Zur Feierstunde gekommen waren viele ehrenamtlich für die Illenau engagierte Menschen, Stadträte, die Landtagsabgeordneten Willi Stächele und Thomas Marwein, der ehemalige Oberbürgermeister Reinhart Köstlin, Bürgermeister a. D. Arno Haiss, die Mitarbeiter der Stadtverwaltung und die Mitarbeiter der neuen Mieter, die ab 1. Dezember in den frisch sanierten Südostflügel einziehen werden. Bürgermeister Dietmar Stiefel, der selbst seit acht Jahren in dem „attraktiven Umfeld“ arbeitet, beschwor ein Motto, das schon für die vor 175 Jahren gegründete Heil- und Pflegeanstalt galt.

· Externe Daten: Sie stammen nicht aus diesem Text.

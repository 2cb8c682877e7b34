use std::time::Duration;

use anyhow::{Result, anyhow};
use log::{debug, info};

use super::{Capability, ChallengeProvider, ChallengeResponse, required_option};
use crate::{
    core::types::DomainPolicy,
    domain::normalize_domain_suffix,
    error::ProviderError,
    issuance::dns_providers::{
        CloudflareDns, DigitalOceanDns, DnsProviderAdapter, PropagationState, poll_dns_propagation,
        record_name,
    },
};

const DEFAULT_PROPAGATION_TIMEOUT: Duration = Duration::from_secs(120);
const PROPAGATION_INTERVAL: Duration = Duration::from_secs(5);

/// DNS-01 solver backed by a hosting provider's API.
pub struct DnsChallenge {
    adapter: Box<dyn DnsProviderAdapter>,
    propagation_timeout: Duration,
}

impl DnsChallenge {
    pub fn new(adapter: Box<dyn DnsProviderAdapter>, propagation_timeout: Duration) -> Self {
        Self {
            adapter,
            propagation_timeout,
        }
    }

    fn wait_for_propagation(&self, record: &str, value: &str) -> Result<()> {
        if self.propagation_timeout.is_zero() {
            return Ok(());
        }
        info!(
            "[dns] waiting up to {}s for {record} to propagate",
            self.propagation_timeout.as_secs()
        );
        let result =
            poll_dns_propagation(record, value, self.propagation_timeout, PROPAGATION_INTERVAL)?;
        match result.state {
            PropagationState::Found => Ok(()),
            PropagationState::WrongContent => Err(anyhow!(
                "{record} resolves to {:?} instead of the challenge value",
                result.observed_values
            )),
            state => Err(anyhow!(
                "{record} not visible after {}s ({state:?})",
                self.propagation_timeout.as_secs()
            )),
        }
    }
}

impl ChallengeProvider for DnsChallenge {
    fn capability(&self) -> Capability {
        Capability::Dns01
    }

    fn present(&mut self, challenge: &ChallengeResponse) -> Result<()> {
        let record = record_name(&challenge.domain);
        debug!("[dns] {} creating TXT {record}", self.adapter.name());
        self.adapter.create_txt(&record, &challenge.proof)?;
        self.wait_for_propagation(&record, &challenge.proof)
    }

    fn cleanup(&mut self, challenge: &ChallengeResponse) -> Result<()> {
        let record = record_name(&challenge.domain);
        debug!("[dns] {} removing TXT {record}", self.adapter.name());
        self.adapter.cleanup_txt(&record)
    }
}

pub(super) fn cloudflare_from_policy(
    policy: &DomainPolicy,
) -> Result<Box<dyn ChallengeProvider>, ProviderError> {
    let (token, zone, timeout) = dns_options(policy, "dns-cloudflare")?;
    Ok(Box::new(DnsChallenge::new(
        Box::new(CloudflareDns::new(token, zone)),
        timeout,
    )))
}

pub(super) fn digitalocean_from_policy(
    policy: &DomainPolicy,
) -> Result<Box<dyn ChallengeProvider>, ProviderError> {
    let (token, zone, timeout) = dns_options(policy, "dns-digitalocean")?;
    Ok(Box::new(DnsChallenge::new(
        Box::new(DigitalOceanDns::new(token, zone)),
        timeout,
    )))
}

/// `token` (required), `zone` (defaults to the domain key) and
/// `propagation-timeout` in seconds (`0` skips the wait).
fn dns_options(
    policy: &DomainPolicy,
    provider: &str,
) -> Result<(String, String, Duration), ProviderError> {
    let invalid = |reason: String| ProviderError::InvalidOptions {
        provider: provider.to_string(),
        reason,
    };

    let token = required_option(policy, provider, "token")?.trim().to_string();
    let zone_raw = policy.option("zone").unwrap_or(&policy.domain_key);
    let zone = normalize_domain_suffix(zone_raw)
        .map_err(|err| invalid(format!("zone `{zone_raw}`: {err}")))?;
    if zone.is_empty() {
        return Err(invalid("zone must not be empty".to_string()));
    }
    let timeout = match policy.option("propagation-timeout") {
        None => DEFAULT_PROPAGATION_TIMEOUT,
        Some(raw) => raw
            .trim()
            .parse::<u64>()
            .map(Duration::from_secs)
            .map_err(|_| invalid(format!("propagation-timeout `{raw}` is not a number of seconds")))?,
    };
    Ok((token, zone, timeout))
}
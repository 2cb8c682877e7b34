use anyhow::{Result, anyhow};

/// Lowercased ASCII form of a domain name; a leading `*.` wildcard label is kept.
pub fn normalize_domain(input: &str) -> Result<String> {
    let trimmed = input.trim().trim_end_matches('.');
    if trimmed.is_empty() {
        return Err(anyhow!("domain name is required"));
    }
    if let Some(rest) = trimmed.strip_prefix("*.") {
        return Ok(format!("*.{}", to_ascii(rest)?));
    }
    to_ascii(trimmed)
}

/// Zone-style form used for provider zone matching: no wildcard, no leading dot.
pub fn normalize_domain_suffix(raw: &str) -> Result<String> {
    let stripped = raw
        .trim()
        .trim_start_matches("*.")
        .trim_start_matches('.')
        .trim_end_matches('.');
    if stripped.is_empty() {
        return Ok(String::new());
    }
    to_ascii(stripped)
}

fn to_ascii(name: &str) -> Result<String> {
    let ascii =
        idna::domain_to_ascii(name).map_err(|err| anyhow!("invalid domain name: {err}"))?;
    if ascii.is_empty() {
        return Err(anyhow!("domain name is required"));
    }
    Ok(ascii.to_lowercase())
}
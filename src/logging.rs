use std::str::FromStr;

use env_logger::{Builder, Env, Target};
use log::LevelFilter;
use thiserror::Error;

use crate::core::types::GlobalPolicy;

#[derive(Debug, Error)]
pub enum LoggingError {
    #[error("invalid log-level `{0}` (expected error, warn, info, debug or trace)")]
    InvalidLevel(String),
    #[error("logger already initialised")]
    AlreadyInitialized(#[from] log::SetLoggerError),
}

/// `info` by default, `debug` in dev mode, `log-level` over both.
pub fn level_for(global: &GlobalPolicy) -> Result<LevelFilter, LoggingError> {
    match global.log_level.as_deref() {
        Some(level) => LevelFilter::from_str(level.trim())
            .map_err(|_| LoggingError::InvalidLevel(level.to_string())),
        None if global.dev => Ok(LevelFilter::Debug),
        None => Ok(LevelFilter::Info),
    }
}

/// Installs the process logger. `RUST_LOG` wins over the configured level.
pub fn init(global: &GlobalPolicy) -> Result<(), LoggingError> {
    let level = level_for(global)?;
    builder(level).try_init()?;
    Ok(())
}

/// Logger for failures that happen before the configuration is readable.
pub fn init_default() {
    // A logger installed earlier stays in place.
    let _ = builder(LevelFilter::Info).try_init();
}

fn builder(level: LevelFilter) -> Builder {
    let mut builder = Builder::from_env(Env::default().default_filter_or(level.as_str()));
    builder.target(Target::Stdout).format_timestamp_secs();
    builder
}

#[cfg(test)]
mod tests {
    use super::*;
    use crate::config::{parse, resolve};
    use std::path::Path;

    fn global(body: &str) -> GlobalPolicy {
        let path = Path::new("/etc/lego/config.toml");
        resolve(parse(body, path).unwrap(), path).unwrap().global
    }

    #[test]
    fn level_precedence() {
        assert_eq!(level_for(&global("")).unwrap(), LevelFilter::Info);
        assert_eq!(level_for(&global("dev = true")).unwrap(), LevelFilter::Debug);
        assert_eq!(
            level_for(&global("dev = true\nlog-level = \"warn\"")).unwrap(),
            LevelFilter::Warn
        );
        assert_eq!(level_for(&global("log-level = \"TRACE\"")).unwrap(), LevelFilter::Trace);
    }

    #[test]
    fn unknown_level_is_rejected() {
        assert!(matches!(
            level_for(&global("log-level = \"loud\"")),
            Err(LoggingError::InvalidLevel(level)) if level == "loud"
        ));
    }
}
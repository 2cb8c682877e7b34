pub mod types;
pub mod x509;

Er wünsche sich, dass alle bisherigen und neuen Dienstleister in der Illenau sich als Familie fühlen und „Illenauer“ werden.

Jubiläum: Vor 175 Jahren zogen die ersten Patienten in die Heil- und Pflegeanstalt Illenau in Achern ein. | Foto: Stadtarchiv Achern

Nach einer musikalischen Einstimmung durch Hagen Reisbach am Klavier und Charlotte Roß an der Oboe verteilte Oberbürgermeister Klaus Muttach im herbstlich dekorierten Festsaal viel Lob. Der Gemeinderat habe den Mut zu großen Würfen gehabt und sein Mandat hervorragend ausgeübt. Die Mitarbeiter der Verwaltung hätten die Herausforderungen angenommen und gut zusammengehalten. Bund und Land seien hervorragende finanzielle Unterstützer gewesen. Besonders in der sehr guten Zusammenarbeit mit dem Regierungspräsidium Freiburg habe man viel Wohlwollen verspürt.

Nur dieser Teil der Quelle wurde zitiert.